Supplied entries:

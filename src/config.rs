/*
 * Sizes that end up in types are consts. Everything a deployment may want to
 * tune at run time lives in `ClockConfig`.
 */

/// Number of time events the mailbox holds before producers have to wait.
pub const MAILBOX_CAPACITY: usize = 5;

/// Second ticks per release of the minute gate.
pub const MINUTE_BATCH: u8 = 5;

/// Minute advances per release of the hour gate.
pub const HOUR_BATCH: u8 = 2;

/// How the minutes and hours tasks space out their own work.
#[derive(Debug, Clone, Copy, PartialEq, Eq)]
#[cfg_attr(feature = "defmt", derive(defmt::Format))]
pub enum Pacing {
    /// Self-delays follow from the second period and the gate batch sizes.
    Derived,
    /// Self-delays are configured on their own and may disagree with the
    /// gate cadence.
    Fixed {
        minute_period_ms: u64,
        hour_period_ms: u64,
    },
}

#[derive(Debug, Clone, Copy, PartialEq, Eq)]
#[cfg_attr(feature = "defmt", derive(defmt::Format))]
pub struct ClockConfig {
    second_period_ms: u64,
    pacing: Pacing,
    /// Upper bound for every blocking wait except the periodic delays. `None`
    /// waits forever, so a stalled partner stalls the whole chain.
    pub wait_limit_ms: Option<u64>,
}

impl ClockConfig {
    pub const DEFAULT: Self = ClockConfig::new(1000, Pacing::Derived);

    /// Reference timing: a 5 s minute task and a 10 s hour
    /// task, unbounded waits.
    pub const REFERENCE: Self = ClockConfig::new(
        1000,
        Pacing::Fixed {
            minute_period_ms: 5000,
            hour_period_ms: 10000,
        },
    );

    /// Unbounded waits. Every period has to be at least a millisecond, or the
    /// task with the empty period never lets go of its executor.
    pub const fn new(second_period_ms: u64, pacing: Pacing) -> Self {
        assert!(second_period_ms > 0, "the second period must not be zero");
        if let Pacing::Fixed {
            minute_period_ms,
            hour_period_ms,
        } = pacing
        {
            assert!(minute_period_ms > 0, "the minute period must not be zero");
            assert!(hour_period_ms > 0, "the hour period must not be zero");
        }
        ClockConfig {
            second_period_ms,
            pacing,
            wait_limit_ms: None,
        }
    }

    pub const fn with_wait_limit_ms(self, limit_ms: u64) -> Self {
        ClockConfig {
            wait_limit_ms: Some(limit_ms),
            ..self
        }
    }

    pub const fn second_period_ms(&self) -> u64 {
        self.second_period_ms
    }

    pub const fn pacing(&self) -> Pacing {
        self.pacing
    }

    pub const fn minute_period_ms(&self, minute_batch: u8) -> u64 {
        match self.pacing {
            Pacing::Derived => self.second_period_ms.saturating_mul(minute_batch as u64),
            Pacing::Fixed {
                minute_period_ms, ..
            } => minute_period_ms,
        }
    }

    pub const fn hour_period_ms(&self, minute_batch: u8, hour_batch: u8) -> u64 {
        match self.pacing {
            Pacing::Derived => self
                .minute_period_ms(minute_batch)
                .saturating_mul(hour_batch as u64),
            Pacing::Fixed { hour_period_ms, .. } => hour_period_ms,
        }
    }
}

impl Default for ClockConfig {
    fn default() -> Self {
        Self::DEFAULT
    }
}

#[cfg(test)]
mod tests {
    use super::*;

    #[test]
    fn derived_periods_follow_the_batches() {
        let config = ClockConfig::DEFAULT;

        assert_eq!(config.minute_period_ms(MINUTE_BATCH), 5000);
        assert_eq!(config.hour_period_ms(MINUTE_BATCH, HOUR_BATCH), 10000);

        let fast = ClockConfig::new(10, Pacing::Derived);
        assert_eq!(fast.minute_period_ms(3), 30);
        assert_eq!(fast.hour_period_ms(3, 4), 120);
    }

    #[test]
    fn fixed_periods_ignore_the_batches() {
        let config = ClockConfig::REFERENCE;

        assert_eq!(config.minute_period_ms(7), 5000);
        assert_eq!(config.hour_period_ms(7, 9), 10000);
    }

    #[test]
    fn waits_are_unbounded_unless_limited() {
        assert_eq!(ClockConfig::default().wait_limit_ms, None);
        assert_eq!(
            ClockConfig::DEFAULT.with_wait_limit_ms(250).wait_limit_ms,
            Some(250)
        );
    }

    #[test]
    #[should_panic]
    fn a_zero_second_period_is_rejected() {
        let _ = ClockConfig::new(0, Pacing::Derived);
    }

    #[test]
    #[should_panic]
    fn a_zero_fixed_period_is_rejected() {
        let _ = ClockConfig::new(
            1000,
            Pacing::Fixed {
                minute_period_ms: 0,
                hour_period_ms: 10000,
            },
        );
    }

    #[test]
    fn huge_periods_saturate() {
        let config = ClockConfig::new(u64::MAX / 2, Pacing::Derived);

        assert_eq!(config.minute_period_ms(MINUTE_BATCH), u64::MAX);
        assert_eq!(config.hour_period_ms(MINUTE_BATCH, HOUR_BATCH), u64::MAX);
    }
}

Work task:
For every line of the material that holds the word "release", make a copy.

Written solution:
/// Second ticks per release of the minute gate.
/// Minute advances per release of the hour gate.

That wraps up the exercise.